By going through this process with you in writing your paper, I am not only helping future scientists (by making your work more clear), but I am putting you in the best possible position to get your paper accepted into the conference or journal. The worst reason to get your paper rejected is because, "I could not understand what the authors are trying to accomplish", or a review which suggests a misunderstanding as to what the paper is trying to accomplish. That is just a waste and completely avoidable.
The papers that have been rejected by my group will often start with, " This paper was extremely clear and well written.
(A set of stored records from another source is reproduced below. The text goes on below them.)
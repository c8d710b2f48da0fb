//! Events emitted by engine operations.

use std::fmt::Display;

use liquidstake_primitives::{dec::Dec, types::ChainId};

/// An event emitted by a successful unit of work.
#[derive(Debug, Clone, PartialEq, Eq)]
pub enum Event {
    /// A host chain was disabled because its exchange rate left the allowed band.
    ChainDisabled {
        /// The disabled chain.
        chain_id: ChainId,
        /// The exchange rate that triggered the disablement.
        c_value: Dec,
    },
}

impl Display for Event {
    fn fmt(&self, f: &mut std::fmt::Formatter<'_>) -> std::fmt::Result {
        match self {
            Event::ChainDisabled { chain_id, c_value } => {
                write!(f, "chain_disabled(chain_id={chain_id}, c_value={c_value})")
            }
        }
    }
}
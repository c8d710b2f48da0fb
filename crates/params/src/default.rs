//! Default values for the protocol parameters.

/// Default identifier of the epoch schedule that drives deposit creation.
pub(crate) const DELEGATION_EPOCH_IDENTIFIER: &str = "day";

/// Default number of blocks added to the current height to compute an IBC transfer's timeout.
pub(crate) const IBC_TIMEOUT_HEIGHT_INCREMENT: u64 = 1_000;

/// Default yearly autocompounding factor, in percent.
pub(crate) const AUTOCOMPOUND_FACTOR: u128 = 20;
However..."
I think that in general, it sounds like the PIs may be going a little bit too far in your case, but it is really hard to tell without knowing your research topic, the scope of the revisions, and your conversations with the PIs. So the following are some more takes on the things you wrote which I did not initially address:
"you didn't explain how you mixed this solution," so I will write, "I mixed the solution by adding XXg of XX to XX." Then they have the nerve to tell me, "you're not doing a good job, you add useless details about adding XXg of XX to XX."
I can see 3 plausible explanations for this:
- The PIs simply changed their minds about whether this information was relevant. People make mistakes, and opinions change...
- They meant something different when they asked for "how you mixed this solution". I am not a chemist, but perhaps technique or something else matters and they wanted you to describe that???
- Perhaps over the course of several revisions, this information got included earlier in the paper, in which case, you should avoid writing this info again at this specific point in the paper.
In any case, the statement "you're not doing a good job" is a bit aggressive from my point of view. My guess is that they are getting really stressed about reviewing this paper. Perhaps they have been putting in a lot of work doing revisions and don't think you are "getting it" yet, or aren't trying hard enough. Whatever the case, they snapped at you here when they probably shouldn't have. In cases like this, you should have a sitdown meeting with them to understand why they do not think you are doing a good job. Did they sincerely mean it? And if so, how can you improve? If they really meant it, then this needs to be clarified in person.
Really?! They also make jokes about my writing, like "impossible [to test mice immediately upon birth] unless you're a mouse midwife.
Probably they are trying to show that your logic is flawed, and simply giving you a counterexample. It probably isn't meant to be funny, it probably was just the first thing that came to their mind which conclusively showed the logical error in your writing. Scientific writing needs to be extremely precise, leaving no room for doubt. If there is an easy counterexample, then the writing is not precise enough.